In writing this, I find myself focusing more on Goldberg’s character, but there are many aspects of 2 DAYS IN PARIS that are very strong, from it’s running gag about Parisian cab drivers to how unlikable Delpy allows her own character to be to the portrayal of her mother and father, that help the film dig deeper than the average MEET THE PARENTS sitcom. The bitterly funny moments throughout the first two-thirds are at times so sharp that it’s a slight disappointment when the film begins to be bitterly serious in its final section and I found myself losing my way with the film at some points here. Maybe it’s my own problem—even when she’s neurotic and bitchy she still comes off as someone who would be worth crawling over broken glass for. But like I said, I’m a little biased. I could say more on my feelings about watching people I can relate to who are in a relationship when I’m not in one. But I won’t. Don’t ask. Don’t.

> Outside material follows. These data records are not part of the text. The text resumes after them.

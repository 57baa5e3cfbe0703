use thiserror::Error;

#[derive(Error, Debug)]
pub enum Error {
    #[error("Could not extract a valid YouTube video ID from {input:?}")]
    InvalidVideoId { input: String },

    #[error("Request failed: {0}")]
    Http(#[from] reqwest::Error),

    #[error("Request to {url} failed with status {status}")]
    Status {
        status: reqwest::StatusCode,
        url: String,
    },

    #[error("JSON parse error: {0}")]
    Json(#[from] serde_json::Error),

    #[error("Backend error: {message}")]
    Backend { message: String },

    #[error("Invalid backend URL: {0}")]
    InvalidUrl(#[from] url::ParseError),

    #[error("Invalid value for {key}: {reason}")]
    Config { key: &'static str, reason: String },
}

pub type Result<T> = std::result::Result<T, Error>;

Several years ago, I was walking in my neighborhood when a couple was approaching me on the street. As I glanced at them I realized the woman was Julie Delpy. I know that while I may not have done a double take, my face certainly displayed recognition. I would never have bothered her but I did give a slight nod since at that point it would have been rude not to. In response she said a quiet ‘hello’ and kept walking. I could hear her explain to the guy she was with that she didn’t know me, I was just somebody who’d recognized her. There. That’s my Julie Delpy story. I apologize to her for that moment and I applaud her for making 2 DAYS IN PARIS and any films I hope to see from her in the future.